Aim of the task
The records should be restated exactly from their first line through the line with "impl Default for" in it.

Dataset records
Start of Block

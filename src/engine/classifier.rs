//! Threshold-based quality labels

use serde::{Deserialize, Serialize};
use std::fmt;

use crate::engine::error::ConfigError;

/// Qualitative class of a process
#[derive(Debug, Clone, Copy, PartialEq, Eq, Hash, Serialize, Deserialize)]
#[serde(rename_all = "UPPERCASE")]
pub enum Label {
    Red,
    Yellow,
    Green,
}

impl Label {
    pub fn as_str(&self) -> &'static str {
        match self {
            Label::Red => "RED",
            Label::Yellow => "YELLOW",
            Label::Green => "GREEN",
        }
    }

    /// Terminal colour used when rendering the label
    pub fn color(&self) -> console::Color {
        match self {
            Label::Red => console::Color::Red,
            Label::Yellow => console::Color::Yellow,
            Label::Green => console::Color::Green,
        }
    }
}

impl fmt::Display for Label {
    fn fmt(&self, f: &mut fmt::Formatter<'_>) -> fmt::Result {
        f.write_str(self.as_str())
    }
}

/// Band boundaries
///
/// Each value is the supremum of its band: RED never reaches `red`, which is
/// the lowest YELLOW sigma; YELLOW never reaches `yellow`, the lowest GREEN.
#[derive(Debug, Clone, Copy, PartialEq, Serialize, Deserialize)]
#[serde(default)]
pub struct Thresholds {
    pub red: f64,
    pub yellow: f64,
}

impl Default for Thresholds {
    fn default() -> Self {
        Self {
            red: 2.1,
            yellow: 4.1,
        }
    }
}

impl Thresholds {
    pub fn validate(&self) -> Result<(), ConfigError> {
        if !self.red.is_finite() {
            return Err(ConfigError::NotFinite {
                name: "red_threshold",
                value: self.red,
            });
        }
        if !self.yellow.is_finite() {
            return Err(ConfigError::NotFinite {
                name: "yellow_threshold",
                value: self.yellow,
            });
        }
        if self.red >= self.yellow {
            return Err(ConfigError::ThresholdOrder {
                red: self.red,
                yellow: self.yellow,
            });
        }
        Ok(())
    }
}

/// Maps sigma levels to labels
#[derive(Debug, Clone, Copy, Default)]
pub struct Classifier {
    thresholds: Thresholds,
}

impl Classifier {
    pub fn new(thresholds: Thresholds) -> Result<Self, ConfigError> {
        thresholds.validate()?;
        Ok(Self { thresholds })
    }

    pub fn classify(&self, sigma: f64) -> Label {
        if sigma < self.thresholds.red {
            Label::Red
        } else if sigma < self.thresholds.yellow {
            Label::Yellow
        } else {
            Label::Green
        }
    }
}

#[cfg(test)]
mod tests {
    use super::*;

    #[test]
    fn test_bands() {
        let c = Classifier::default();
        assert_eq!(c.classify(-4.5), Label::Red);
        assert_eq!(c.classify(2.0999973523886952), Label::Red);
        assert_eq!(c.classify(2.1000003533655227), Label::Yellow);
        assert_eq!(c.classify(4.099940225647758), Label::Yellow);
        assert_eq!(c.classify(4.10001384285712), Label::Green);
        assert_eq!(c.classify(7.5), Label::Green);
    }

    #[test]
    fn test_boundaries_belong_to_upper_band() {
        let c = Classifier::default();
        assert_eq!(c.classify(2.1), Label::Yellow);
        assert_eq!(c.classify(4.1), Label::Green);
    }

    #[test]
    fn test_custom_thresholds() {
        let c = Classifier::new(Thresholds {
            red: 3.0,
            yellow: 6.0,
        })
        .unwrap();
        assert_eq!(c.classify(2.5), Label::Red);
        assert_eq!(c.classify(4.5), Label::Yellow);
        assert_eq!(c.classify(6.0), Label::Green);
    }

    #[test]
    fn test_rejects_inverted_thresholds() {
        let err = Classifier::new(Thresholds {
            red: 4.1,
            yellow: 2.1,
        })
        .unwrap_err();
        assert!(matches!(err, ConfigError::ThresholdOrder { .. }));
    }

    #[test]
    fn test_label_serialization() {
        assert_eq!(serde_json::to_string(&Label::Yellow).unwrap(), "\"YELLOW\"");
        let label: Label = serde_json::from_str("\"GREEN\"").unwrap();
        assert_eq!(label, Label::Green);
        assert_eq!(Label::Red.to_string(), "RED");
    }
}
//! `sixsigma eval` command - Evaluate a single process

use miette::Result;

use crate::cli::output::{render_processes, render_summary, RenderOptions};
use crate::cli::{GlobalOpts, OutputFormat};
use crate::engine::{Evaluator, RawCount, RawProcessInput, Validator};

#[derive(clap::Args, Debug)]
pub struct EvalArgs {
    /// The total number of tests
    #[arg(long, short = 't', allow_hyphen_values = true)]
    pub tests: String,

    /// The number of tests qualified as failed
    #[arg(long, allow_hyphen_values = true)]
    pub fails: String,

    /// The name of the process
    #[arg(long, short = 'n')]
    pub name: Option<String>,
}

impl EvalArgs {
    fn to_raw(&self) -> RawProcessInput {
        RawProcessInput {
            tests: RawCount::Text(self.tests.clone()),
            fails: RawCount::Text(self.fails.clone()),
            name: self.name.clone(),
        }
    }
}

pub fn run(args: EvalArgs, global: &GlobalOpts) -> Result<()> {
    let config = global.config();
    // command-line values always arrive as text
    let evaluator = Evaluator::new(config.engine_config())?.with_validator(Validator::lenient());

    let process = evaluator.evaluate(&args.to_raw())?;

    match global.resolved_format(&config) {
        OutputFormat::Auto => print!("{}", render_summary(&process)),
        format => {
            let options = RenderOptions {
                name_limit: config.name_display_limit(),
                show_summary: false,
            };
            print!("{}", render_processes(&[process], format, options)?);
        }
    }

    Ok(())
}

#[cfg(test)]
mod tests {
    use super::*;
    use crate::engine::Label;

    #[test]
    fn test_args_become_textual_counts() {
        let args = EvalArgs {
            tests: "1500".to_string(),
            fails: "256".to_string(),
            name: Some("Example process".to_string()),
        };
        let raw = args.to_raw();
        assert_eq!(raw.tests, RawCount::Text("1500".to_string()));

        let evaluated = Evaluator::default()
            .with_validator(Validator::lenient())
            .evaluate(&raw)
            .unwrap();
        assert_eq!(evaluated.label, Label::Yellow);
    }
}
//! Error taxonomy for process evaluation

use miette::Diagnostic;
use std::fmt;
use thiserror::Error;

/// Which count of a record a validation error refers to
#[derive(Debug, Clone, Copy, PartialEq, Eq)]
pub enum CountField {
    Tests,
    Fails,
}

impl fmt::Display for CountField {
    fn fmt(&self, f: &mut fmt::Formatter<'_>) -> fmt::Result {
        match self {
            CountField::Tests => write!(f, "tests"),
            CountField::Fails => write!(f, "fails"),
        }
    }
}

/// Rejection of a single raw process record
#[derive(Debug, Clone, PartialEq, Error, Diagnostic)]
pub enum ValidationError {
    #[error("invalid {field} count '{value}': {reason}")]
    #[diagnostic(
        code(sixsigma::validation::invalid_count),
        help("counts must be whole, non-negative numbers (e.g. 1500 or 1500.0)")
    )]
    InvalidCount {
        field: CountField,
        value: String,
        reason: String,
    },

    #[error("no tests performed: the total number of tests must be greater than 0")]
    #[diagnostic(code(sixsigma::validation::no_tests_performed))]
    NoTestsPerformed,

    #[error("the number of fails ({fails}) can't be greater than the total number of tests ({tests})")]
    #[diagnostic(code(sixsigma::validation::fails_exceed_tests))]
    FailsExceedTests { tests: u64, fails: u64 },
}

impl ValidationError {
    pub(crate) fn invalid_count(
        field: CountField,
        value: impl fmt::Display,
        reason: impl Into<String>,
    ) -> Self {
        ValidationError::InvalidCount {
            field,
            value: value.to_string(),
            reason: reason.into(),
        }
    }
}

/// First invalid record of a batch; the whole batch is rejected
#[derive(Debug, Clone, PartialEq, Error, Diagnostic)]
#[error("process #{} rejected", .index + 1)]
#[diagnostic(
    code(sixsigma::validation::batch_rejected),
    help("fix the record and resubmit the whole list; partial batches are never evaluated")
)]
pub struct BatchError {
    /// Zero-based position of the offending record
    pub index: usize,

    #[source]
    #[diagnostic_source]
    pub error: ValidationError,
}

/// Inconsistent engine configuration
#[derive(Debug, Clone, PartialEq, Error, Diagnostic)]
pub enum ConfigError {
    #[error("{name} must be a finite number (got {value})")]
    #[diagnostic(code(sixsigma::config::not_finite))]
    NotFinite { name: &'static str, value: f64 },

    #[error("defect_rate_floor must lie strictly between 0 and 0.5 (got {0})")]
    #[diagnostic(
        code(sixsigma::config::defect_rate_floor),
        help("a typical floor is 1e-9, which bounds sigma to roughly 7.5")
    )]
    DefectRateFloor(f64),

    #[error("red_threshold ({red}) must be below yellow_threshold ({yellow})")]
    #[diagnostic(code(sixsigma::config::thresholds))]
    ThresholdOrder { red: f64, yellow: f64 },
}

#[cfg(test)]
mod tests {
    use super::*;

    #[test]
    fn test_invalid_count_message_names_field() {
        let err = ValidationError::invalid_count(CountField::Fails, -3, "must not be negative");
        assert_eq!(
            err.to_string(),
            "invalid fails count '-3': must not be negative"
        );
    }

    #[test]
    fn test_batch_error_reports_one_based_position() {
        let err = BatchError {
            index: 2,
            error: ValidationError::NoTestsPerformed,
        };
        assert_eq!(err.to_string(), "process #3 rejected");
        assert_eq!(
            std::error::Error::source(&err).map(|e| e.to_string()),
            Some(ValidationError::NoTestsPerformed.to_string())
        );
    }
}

End of Block

Output
filename src/engine/classifier.rs
//! Threshold-based quality labels

use serde::{Deserialize, Serialize};
use std::fmt;

use crate::engine::error::ConfigError;

/// Qualitative class of a process
#[derive(Debug, Clone, Copy, PartialEq, Eq, Hash, Serialize, Deserialize)]
#[serde(rename_all = "UPPERCASE")]
pub enum Label {
    Red,
    Yellow,
    Green,
}

impl Label {
    pub fn as_str(&self) -> &'static str {
        match self {
            Label::Red => "RED",
            Label::Yellow => "YELLOW",
            Label::Green => "GREEN",
        }
    }

    /// Terminal colour used when rendering the label
    pub fn color(&self) -> console::Color {
        match self {
            Label::Red => console::Color::Red,
            Label::Yellow => console::Color::Yellow,
            Label::Green => console::Color::Green,
        }
    }
}

impl fmt::Display for Label {
    fn fmt(&self, f: &mut fmt::Formatter<'_>) -> fmt::Result {
        f.write_str(self.as_str())
    }
}

/// Band boundaries
///
/// Each value is the supremum of its band: RED never reaches `red`, which is
/// the lowest YELLOW sigma; YELLOW never reaches `yellow`, the lowest GREEN.
#[derive(Debug, Clone, Copy, PartialEq, Serialize, Deserialize)]
#[serde(default)]
pub struct Thresholds {
    pub red: f64,
    pub yellow: f64,
}

impl Default for Thresholds {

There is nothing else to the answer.